Nella sua Storia di Firenze, lo studioso tedesco Davidsohn sostiene che è inutile, e spiacevole, seguire da vicino la storia ingloriosa delle lotte intestine di Pistoia, scritta col sangue del fratricidio. Pistoia ci offre soltanto “lo spettacolo disgustoso di pure discordie familiari e personali, che in sostanza non furono provocate se non dalla bramosia del potere, dall’odio e dalla vendetta”.
Eppure tornare ad avvertire qualche sentore di “pistoiesità”, tentar di ridare un senso più limpido alle antiche parole emesse, nel corso del tempo, da qualcuno dei membri della “tribù” a cui noi stessi apparteniamo, ridare udienza a un passato cui non è stato permesso di dire a voce alta quel che era giusto che dicesse, non dovrebbe essere questo (sì, proprio questo) il punto? Il sangue versato per le vie della città, i tremendi omicidi del tempo che fu, invece di uccidere il sonno e quindi acuire e tener sveglia la coscienza di Pistoia-Macbeth, hanno fatto della nostra provincia una specie di Bella addormentata della Toscana. La sorte di Pistoia? “Morire, dormire... nulla più”. È una consunzione che, una buona volta, dovremo pur smettere di invocare devotamente.
Sono ormai decenni (tanti e tanti anni scolastici) che, per colpa del freddo “inverno di sconforto” ideologico che abbiamo alle spalle, studenti e professori non tengono in alcun conto né Pistoia né la cultura che Pistoia ha prodotto. Così, giovani e non più giovani, non abbiamo fatto che perdere l’opportunità di conoscere uomini rappresentativi e vicende significative della nostra terra.
Ci vorrebbe un libro di scarsa dottrina, poco o punto accademico. Certo!
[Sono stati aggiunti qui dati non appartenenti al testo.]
/// HTTP Interface - Public REST API
///
/// Exposes the auction operations over HTTP with JSON bodies:
///
/// | Method | Path                                        | Operation          |
/// |--------|---------------------------------------------|--------------------|
/// | POST   | /users                                      | register user      |
/// | POST   | /users/auth                                 | authenticate       |
/// | GET    | /users/:id                                  | user page          |
/// | GET    | /users/:id/about-me                         | member page        |
/// | POST   | /users/:id/comments                         | leave a comment    |
/// | GET    | /regions                                    | list regions       |
/// | GET    | /categories                                 | list categories    |
/// | POST   | /items                                      | list an item       |
/// | GET    | /items/:id                                  | item page          |
/// | GET    | /items/:id/bids                             | bid history        |
/// | POST   | /items/:id/bids                             | place a bid        |
/// | POST   | /items/:id/buy-now                          | buy outright       |
/// | GET    | /categories/:id/items                       | search by category |
/// | GET    | /regions/:rid/categories/:cid/items         | search by region   |
///
/// Search endpoints take `?page=` and `?per_page=` query parameters.

pub mod error;
pub mod handlers;

use crate::application::{AuctionService, BrowseService};
use crate::domain::store::MemoryStore;
use axum::routing::{get, post};
use axum::Router;
use std::sync::Arc;
use tower::limit::ConcurrencyLimitLayer;

/// Shared state for all API handlers.
pub struct AppContext {
    pub auction: AuctionService<MemoryStore>,
    pub browse: BrowseService<MemoryStore>,
    pub store: Arc<MemoryStore>,
}

impl AppContext {
    pub fn new(store: Arc<MemoryStore>) -> Self {
        Self {
            auction: AuctionService::new(store.clone()),
            browse: BrowseService::new(store.clone()),
            store,
        }
    }
}

/// Builds the API router.
pub fn router(ctx: Arc<AppContext>, max_concurrency: usize) -> Router {
    Router::new()
        .route("/users", post(handlers::register_user))
        .route("/users/auth", post(handlers::authenticate))
        .route("/users/:id", get(handlers::user_info))
        .route("/users/:id/about-me", get(handlers::about_me))
        .route("/users/:id/comments", post(handlers::store_comment))
        .route("/regions", get(handlers::list_regions))
        .route("/categories", get(handlers::list_categories))
        .route("/items", post(handlers::register_item))
        .route("/items/:id", get(handlers::view_item))
        .route(
            "/items/:id/bids",
            get(handlers::bid_history).post(handlers::place_bid),
        )
        .route("/items/:id/buy-now", post(handlers::buy_now))
        .route("/categories/:id/items", get(handlers::search_by_category))
        .route(
            "/regions/:rid/categories/:cid/items",
            get(handlers::search_by_region),
        )
        .layer(ConcurrencyLimitLayer::new(max_concurrency))
        .with_state(ctx)
}
//! The auction data model.
//!
//! Seven tables, exactly the relational schema of a classic auction site:
//! regions, categories, users, items, bids, comments and buy_now. Rows are
//! plain structs; identifiers are u64 and assigned by the store, starting
//! at 1. Money is u64 cents, dates are u64 nanoseconds since the epoch.

use serde::{Deserialize, Serialize};

/// A geographical region users register in.
#[derive(Debug, Clone, PartialEq, Eq, Serialize, Deserialize)]
pub struct Region {
    pub id: u64,
    pub name: String,
}

/// An item category.
#[derive(Debug, Clone, PartialEq, Eq, Serialize, Deserialize)]
pub struct Category {
    pub id: u64,
    pub name: String,
}

/// A registered user account.
#[derive(Debug, Clone, PartialEq, Eq, Serialize, Deserialize)]
pub struct User {
    pub id: u64,
    pub firstname: String,
    pub lastname: String,
    /// Unique login name.
    pub nickname: String,
    pub password: String,
    pub email: String,
    /// Running sum of the ratings of all comments received. Signed:
    /// negative feedback pushes it below zero.
    pub rating: i64,
    pub balance: u64,
    pub creation_date: u64,
    pub region: u64,
}

/// An item up for auction.
#[derive(Debug, Clone, PartialEq, Eq, Serialize, Deserialize)]
pub struct Item {
    pub id: u64,
    pub name: String,
    pub description: String,
    pub initial_price: u64,
    /// Remaining quantity; decremented by buy-now purchases.
    pub quantity: u64,
    /// 0 means no reserve.
    pub reserve_price: u64,
    /// Buy-now unit price; 0 means not offered.
    pub buy_now: u64,
    /// Denormalized count of bids, kept in sync with the bids table.
    pub nb_of_bids: u64,
    /// Denormalized highest bid amount, 0 while there are no bids.
    pub max_bid: u64,
    pub start_date: u64,
    pub end_date: u64,
    pub seller: u64,
    pub category: u64,
}

impl Item {
    /// An auction is open while its end date has not passed.
    pub fn is_open(&self, now: u64) -> bool {
        self.end_date > now
    }
}

/// A bid placed on an item.
#[derive(Debug, Clone, PartialEq, Eq, Serialize, Deserialize)]
pub struct Bid {
    pub id: u64,
    pub user_id: u64,
    pub item_id: u64,
    pub qty: u64,
    /// Openly visible amount.
    pub bid: u64,
    /// Proxy-bidding ceiling, >= `bid`.
    pub max_bid: u64,
    pub date: u64,
}

/// A comment left by one user about another, tied to an item transaction.
#[derive(Debug, Clone, PartialEq, Eq, Serialize, Deserialize)]
pub struct Comment {
    pub id: u64,
    pub from_user_id: u64,
    pub to_user_id: u64,
    pub item_id: u64,
    pub rating: i64,
    pub date: u64,
    pub comment: String,
}

/// An immediate purchase at the item's buy-now price.
#[derive(Debug, Clone, PartialEq, Eq, Serialize, Deserialize)]
pub struct BuyNow {
    pub id: u64,
    pub buyer_id: u64,
    pub item_id: u64,
    pub qty: u64,
    pub date: u64,
}

#[cfg(test)]
mod tests {
    use super::*;

    #[test]
    fn test_item_open_until_end_date() {
        let item = Item {
            id: 1,
            name: "clock".into(),
            description: String::new(),
            initial_price: 1000,
            quantity: 1,
            reserve_price: 0,
            buy_now: 0,
            nb_of_bids: 0,
            max_bid: 0,
            start_date: 100,
            end_date: 200,
            seller: 1,
            category: 1,
        };

        assert!(item.is_open(150));
        assert!(!item.is_open(200));
        assert!(!item.is_open(250));
    }
}
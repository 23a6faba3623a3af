/// Batched timestamp utility.
///
/// Every date in the system (account creation, auction start/end, bid and
/// comment dates) is a u64 nanosecond count since the Unix epoch. Under
/// load each request needs several timestamps, so the system call is only
/// made every `UPDATE_INTERVAL` reads and a cached value is served in
/// between.

use std::sync::atomic::{AtomicU64, Ordering};
use std::time::{SystemTime, UNIX_EPOCH};

/// Cached timestamp shared by all threads.
static TIMESTAMP_CACHE: AtomicU64 = AtomicU64::new(0);

thread_local! {
    static UPDATE_COUNTER: std::cell::Cell<u32> = std::cell::Cell::new(0);
}

/// How many reads are served from the cache between system calls.
const UPDATE_INTERVAL: u32 = 100;

pub const NANOS_PER_SEC: u64 = 1_000_000_000;
pub const NANOS_PER_DAY: u64 = 86_400 * NANOS_PER_SEC;

/// Returns the current time in nanoseconds since the Unix epoch, refreshed
/// at most every `UPDATE_INTERVAL` calls per thread.
///
/// Auction dates only need second-level accuracy, so the staleness window
/// is irrelevant here; use [`get_precise_timestamp`] where it is not.
#[inline]
pub fn get_fast_timestamp() -> u64 {
    UPDATE_COUNTER.with(|counter| {
        let count = counter.get();
        let cached = TIMESTAMP_CACHE.load(Ordering::Relaxed);

        // A cold cache (process start) must not serve zero.
        if count >= UPDATE_INTERVAL || cached == 0 {
            let new_ts = SystemTime::now()
                .duration_since(UNIX_EPOCH)
                .unwrap_or_default()
                .as_nanos() as u64;

            TIMESTAMP_CACHE.store(new_ts, Ordering::Relaxed);
            counter.set(0);
            new_ts
        } else {
            counter.set(count + 1);
            cached
        }
    })
}

/// Uncached timestamp, one system call per invocation.
#[inline]
pub fn get_precise_timestamp() -> u64 {
    SystemTime::now()
        .duration_since(UNIX_EPOCH)
        .unwrap_or_default()
        .as_nanos() as u64
}

/// Forces the cache to refresh, e.g. after a long idle stretch.
pub fn force_update_timestamp() {
    let new_ts = SystemTime::now()
        .duration_since(UNIX_EPOCH)
        .unwrap_or_default()
        .as_nanos() as u64;

    TIMESTAMP_CACHE.store(new_ts, Ordering::Release);

    UPDATE_COUNTER.with(|counter| {
        counter.set(0);
    });
}
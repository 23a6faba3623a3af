//! Health check state.
//!
//! Backs the `/health`, `/health/ready` and `/health/live` endpoints used
//! by load balancers and orchestrators.
//!
//! ## Response format
//! ```json
//! {
//!   "status": "healthy",
//!   "uptime_seconds": 3600,
//!   "version": "0.1.0",
//!   "timestamp": 1234567890
//! }
//! ```

use parking_lot::RwLock;
use serde::{Deserialize, Serialize};
use std::sync::Arc;
use std::time::{SystemTime, UNIX_EPOCH};

#[derive(Debug, Clone, Copy, PartialEq, Eq, Serialize, Deserialize)]
#[serde(rename_all = "lowercase")]
pub enum HealthStatus {
    Healthy,
    /// Running but some functionality is impaired.
    Degraded,
    Unhealthy,
}

/// Health check response body.
#[derive(Debug, Clone, Serialize, Deserialize)]
pub struct HealthResponse {
    pub status: HealthStatus,
    pub uptime_seconds: u64,
    pub version: String,
    pub timestamp: u64,
    #[serde(skip_serializing_if = "Option::is_none")]
    pub details: Option<HealthDetails>,
}

/// Detailed health information: current table sizes.
#[derive(Debug, Clone, Serialize, Deserialize)]
pub struct HealthDetails {
    pub users: usize,
    pub items: usize,
    pub open_auctions: usize,
    pub bids: usize,
    pub comments: usize,
    pub buy_nows: usize,
}

/// Tracks process health and uptime.
pub struct HealthChecker {
    start_time: SystemTime,
    status: Arc<RwLock<HealthStatus>>,
    version: String,
}

impl HealthChecker {
    pub fn new(version: impl Into<String>) -> Self {
        Self {
            start_time: SystemTime::now(),
            status: Arc::new(RwLock::new(HealthStatus::Healthy)),
            version: version.into(),
        }
    }

    pub fn uptime_seconds(&self) -> u64 {
        self.start_time.elapsed().map(|d| d.as_secs()).unwrap_or(0)
    }

    fn current_timestamp() -> u64 {
        SystemTime::now()
            .duration_since(UNIX_EPOCH)
            .map(|d| d.as_secs())
            .unwrap_or(0)
    }

    pub fn set_status(&self, status: HealthStatus) {
        *self.status.write() = status;
    }

    pub fn get_status(&self) -> HealthStatus {
        *self.status.read()
    }

    pub fn check_health(&self) -> HealthResponse {
        HealthResponse {
            status: self.get_status(),
            uptime_seconds: self.uptime_seconds(),
            version: self.version.clone(),
            timestamp: Self::current_timestamp(),
            details: None,
        }
    }

    pub fn check_health_detailed(&self, details: HealthDetails) -> HealthResponse {
        HealthResponse {
            status: self.get_status(),
            uptime_seconds: self.uptime_seconds(),
            version: self.version.clone(),
            timestamp: Self::current_timestamp(),
            details: Some(details),
        }
    }

    /// Liveness probe: the process is running.
    pub fn check_liveness(&self) -> bool {
        true
    }

    /// Readiness probe: the service can accept traffic.
    pub fn check_readiness(&self) -> bool {
        matches!(self.get_status(), HealthStatus::Healthy)
    }
}

impl Default for HealthChecker {
    fn default() -> Self {
        Self::new(env!("CARGO_PKG_VERSION"))
    }
}

#[cfg(test)]
mod tests {
    use super::*;

    #[test]
    fn test_health_checker_creation() {
        let checker = HealthChecker::new("1.0.0");
        assert_eq!(checker.version, "1.0.0");
        assert_eq!(checker.get_status(), HealthStatus::Healthy);
    }

    #[test]
    fn test_status_change() {
        let checker = HealthChecker::new("1.0.0");
        checker.set_status(HealthStatus::Degraded);
        assert_eq!(checker.get_status(), HealthStatus::Degraded);

        checker.set_status(HealthStatus::Unhealthy);
        assert_eq!(checker.get_status(), HealthStatus::Unhealthy);
    }

    #[test]
    fn test_health_response() {
        let checker = HealthChecker::new("1.0.0");
        let response = checker.check_health();

        assert_eq!(response.status, HealthStatus::Healthy);
        assert_eq!(response.version, "1.0.0");
        assert!(response.timestamp > 0);
        assert!(response.details.is_none());
    }

    #[test]
    fn test_liveness_passes_even_when_unhealthy() {
        let checker = HealthChecker::new("1.0.0");
        checker.set_status(HealthStatus::Unhealthy);
        assert!(checker.check_liveness());
        assert!(!checker.check_readiness());
    }

    #[test]
    fn test_readiness_tracks_status() {
        let checker = HealthChecker::new("1.0.0");
        assert!(checker.check_readiness());

        checker.set_status(HealthStatus::Degraded);
        assert!(!checker.check_readiness());

        checker.set_status(HealthStatus::Healthy);
        assert!(checker.check_readiness());
    }

    #[test]
    fn test_serialization() {
        let response = HealthResponse {
            status: HealthStatus::Healthy,
            uptime_seconds: 3600,
            version: "1.0.0".to_string(),
            timestamp: 1234567890,
            details: None,
        };

        let json = serde_json::to_string(&response).unwrap();
        assert!(json.contains("healthy"));
        assert!(json.contains("3600"));
    }
}
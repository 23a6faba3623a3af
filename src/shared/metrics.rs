//! Prometheus metrics registry
//!
//! Core monitoring for the auction service.
//!
//! ## Metric types
//! - **Counter**: requests per operation, bids, buy-nows, comments, errors
//! - **Histogram**: request latency per operation
//! - **Gauge**: table row counts, open auctions
//!
//! ## Usage example
//! ```rust,ignore
//! use bidhouse::shared::metrics::METRICS;
//!
//! METRICS.requests_total.with_label_values(&["view_item"]).inc();
//!
//! let timer = METRICS
//!     .request_duration
//!     .with_label_values(&["place_bid"])
//!     .start_timer();
//! // ... handle the request ...
//! drop(timer);
//! ```

use lazy_static::lazy_static;
use prometheus::{
    register_counter_vec, register_gauge_vec, register_histogram_vec, CounterVec, Encoder,
    GaugeVec, HistogramVec, TextEncoder,
};

lazy_static! {
    /// Global metrics instance.
    pub static ref METRICS: Metrics = Metrics::new();
}

/// Auction service core metrics.
pub struct Metrics {
    /// Requests received, by operation name.
    pub requests_total: CounterVec,

    /// Request latency in seconds, by operation name.
    pub request_duration: HistogramVec,

    /// Bids, by outcome (accepted/rejected).
    pub bids_total: CounterVec,

    /// Buy-now purchases, by outcome.
    pub buy_nows_total: CounterVec,

    /// Comments stored, by outcome.
    pub comments_total: CounterVec,

    /// User registrations, by outcome.
    pub users_registered_total: CounterVec,

    /// Item registrations, by outcome.
    pub items_registered_total: CounterVec,

    /// Authentication attempts, by outcome (success/failure).
    pub auth_total: CounterVec,

    /// Errors, by error type.
    pub errors_total: CounterVec,

    /// Current row counts, by table.
    pub table_rows: GaugeVec,

    /// Auctions currently open.
    pub open_auctions: GaugeVec,
}

impl Metrics {
    pub fn new() -> Self {
        Self {
            requests_total: register_counter_vec!(
                "bidhouse_requests_total",
                "Total number of API requests received",
                &["operation"]
            )
            .unwrap(),

            request_duration: register_histogram_vec!(
                "bidhouse_request_duration_seconds",
                "API request duration in seconds",
                &["operation"],
                vec![0.0001, 0.0005, 0.001, 0.005, 0.01, 0.05, 0.1, 0.5]
            )
            .unwrap(),

            bids_total: register_counter_vec!(
                "bidhouse_bids_total",
                "Total number of bids processed",
                &["status"]
            )
            .unwrap(),

            buy_nows_total: register_counter_vec!(
                "bidhouse_buy_nows_total",
                "Total number of buy-now purchases processed",
                &["status"]
            )
            .unwrap(),

            comments_total: register_counter_vec!(
                "bidhouse_comments_total",
                "Total number of comments processed",
                &["status"]
            )
            .unwrap(),

            users_registered_total: register_counter_vec!(
                "bidhouse_users_registered_total",
                "Total number of user registrations processed",
                &["status"]
            )
            .unwrap(),

            items_registered_total: register_counter_vec!(
                "bidhouse_items_registered_total",
                "Total number of item registrations processed",
                &["status"]
            )
            .unwrap(),

            auth_total: register_counter_vec!(
                "bidhouse_auth_total",
                "Total number of authentication attempts",
                &["status"]
            )
            .unwrap(),

            errors_total: register_counter_vec!(
                "bidhouse_errors_total",
                "Total number of errors",
                &["error_type"]
            )
            .unwrap(),

            table_rows: register_gauge_vec!(
                "bidhouse_table_rows",
                "Current number of rows per table",
                &["table"]
            )
            .unwrap(),

            open_auctions: register_gauge_vec!(
                "bidhouse_open_auctions",
                "Number of auctions currently open",
                &["category"]
            )
            .unwrap(),
        }
    }

    /// Exports all registered metrics in the Prometheus text format.
    pub fn export(&self) -> String {
        let encoder = TextEncoder::new();
        let metric_families = prometheus::gather();
        let mut buffer = vec![];
        encoder.encode(&metric_families, &mut buffer).unwrap();
        String::from_utf8(buffer).unwrap()
    }
}

impl Default for Metrics {
    fn default() -> Self {
        Self::new()
    }
}
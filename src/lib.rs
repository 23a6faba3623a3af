// Global allocator: jemalloc outperforms the system allocator under
// concurrent request load.
#[cfg(not(target_env = "msvc"))]
use tikv_jemallocator::Jemalloc;

#[cfg(not(target_env = "msvc"))]
#[global_allocator]
static GLOBAL: Jemalloc = Jemalloc;

pub mod application;
pub mod domain;
pub mod infrastructure;
pub mod interfaces;
pub mod shared;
Un non sistematico andar spigolando tra notizie variopinte come il vestito del pifferaio di Hamelin avrebbe il vantaggio di riproporre all’attenzione, con leggerezza, argomenti che già dovrebbero esserci familiari. E invece, ahimé, rispetto a essi in che letargo siamo caduti! Praticamente siamo bell’e “morti e sotterrati”.
Purtroppo la storia fratricida della nostra città non parla che di sangue versato! Eppure deve esserci, nella disperazione delle vittime, nella coscienza degli antichi testimoni sgomenti, un senso più nobile da ritrovare. Noi, i vivi di ora, potremmo rimetterci in ascolto di messaggi che, ora, sarebbe importante cogliere. E dove se non nelle scuole, collaborando insegnanti e alunni a “svegliar dalle tombe i nostri padri” (e noi stessi), dove invitare al dialogo uomini quali Meo Abbracciavacca, Lemmo Orlandi, Paolo Lanfranchi, l’averroista Jacopo da Pistoia, Vanni Fucci, Cino, Buonaccorso da Montemagno, Scipione e Antonio Forteguerri, Antonio Cammelli... e gli altri figli illustri di questa città?
Oh, gran (cioè poca) bontà dei programmi scolastici, “antiqui” e moderni! Oh, ministeriale coazione a ripetere, e a farci ripetere, cose vecchie stantie! Col risultato di far disamare ai giovani l’essenza di ciò che è italiano! Già, col magnifico risultato di precluderci didatticamente ogni contatto autentico con l’Italia vera, con la verità di una patria che molti di noi non hanno mai avuto (e ancora non hanno) il coraggio di amare! Questo libro, pieno di entusiasmo e di buona volontà, ma estraneo allo spirito specialistico degli addetti ai lavori, vorrebbe risvegliare in chi lo prende in considerazione lo stimolo a farsi lettore un po’ più amoroso e appassionato. Proprio grazie alla sua rapsodica incompletezza, vorrebbe suscitare soprattutto il fervore della ricerca personale. Perché no? Si tratterebbe di andarsi a leggere vecchie notizie biografiche, libri del secolo scorso, opere di autori che noi, qui, abbiamo cercato di richiamare almeno un po’ in vita. E ci sarebbe da allargare la ricerca anche ad altri personaggi, da noi solo evocati o lasciati sullo sfondo o addirittura (e sono importanti!) neppure rammentati. Fa presto a trovare chi per passione si mette a indagare per conto proprio!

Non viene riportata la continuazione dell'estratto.